University of Vassouras
- Former name: Universidade Severino Sombra
- Motto: Breaking Codes
- Type: Private
- Established: January 29, 1967
- Affiliations: FUSVE
- Chancellor: Marco Antonio Vaz Capute
- Rector: Marco Antonio Soares de Souza
- Location: Vassouras, Rio de Janeiro, Brazil 22°24′33″S 43°39′51″W﻿ / ﻿22.4093°S 43.6641°W
- Campus: Urban;
- Colors: Burgundy and Grey
- Website: www.universidadedevassouras.edu.br

= University of Vassouras =

University in Brazil

The University of Vassouras (Portuguese: Universidade de Vassouras), formerly known as Universidade Severino Sombra, is a private university in Brazil, located in the city of Vassouras, in the state of Rio de Janeiro. It was founded on January 29, 1967.
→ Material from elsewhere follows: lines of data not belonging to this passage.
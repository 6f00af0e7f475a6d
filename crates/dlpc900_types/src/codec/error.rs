//! Error types for the ERLE/RLE codec and 24-plane combine/split.

use thiserror::Error;

/// Errors that can occur while encoding or decoding DMD pattern data.
#[derive(Debug, Error)]
pub enum CodecError {
	/// A run/row length fell outside the encodable range (0..=32767).
	#[error("length {0} is out of the encodable range 0..=32767")]
	LengthOutOfRange(i64),

	/// The byte stream ended before the target resolution was fully decoded.
	#[error("pattern stream truncated: produced {produced} of {expected} rows")]
	Truncated {
		/// Rows actually produced before the stream ran out.
		produced: usize,
		/// Rows the target resolution requires.
		expected: usize,
	},

	/// The byte stream ended without the required terminator sequence.
	#[error("pattern stream missing terminator")]
	MissingTerminator,

	/// `combine`/`split` was called with an image whose shape does not match
	/// the documented 3×H×W (or 2×H×W) plane layout.
	#[error("expected {expected} planes, got {actual}")]
	ShapeMismatch {
		/// Number of planes the operation requires.
		expected: usize,
		/// Number of planes actually supplied.
		actual: usize,
	},

	/// `combine` was given a pattern containing a value other than 0 or 1.
	#[error("pattern value {0} is not binary (0 or 1)")]
	NotBinary(u8),
}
It is a non-profit institution, maintained by Severino Sombra Educational Foundation (most known as FUSVE), established in 1967 in Vassouras. The recognition of the educational institution as a university took place in July 1997. It was founded by the politician, Brazilian federal congressman and military officer Gen. Severino Sombra.

The university exerts great influence on the landscape of the southern region of Rio de Janeiro. All of the university's facilities are located within a three-kilometer radius of each other, which aims to facilitate the movement of students between the buildings. The institution's campus is 120 kilometers from the state capital.

The university provides many laboratories, air-conditioned rooms, a library, a dental clinic, a veterinary clinic, and its own university hospital (the Vassouras University Hospital).

==Admission==
For undergraduate admission to Univassouras two exams are used: ENEM and its own vestibular test.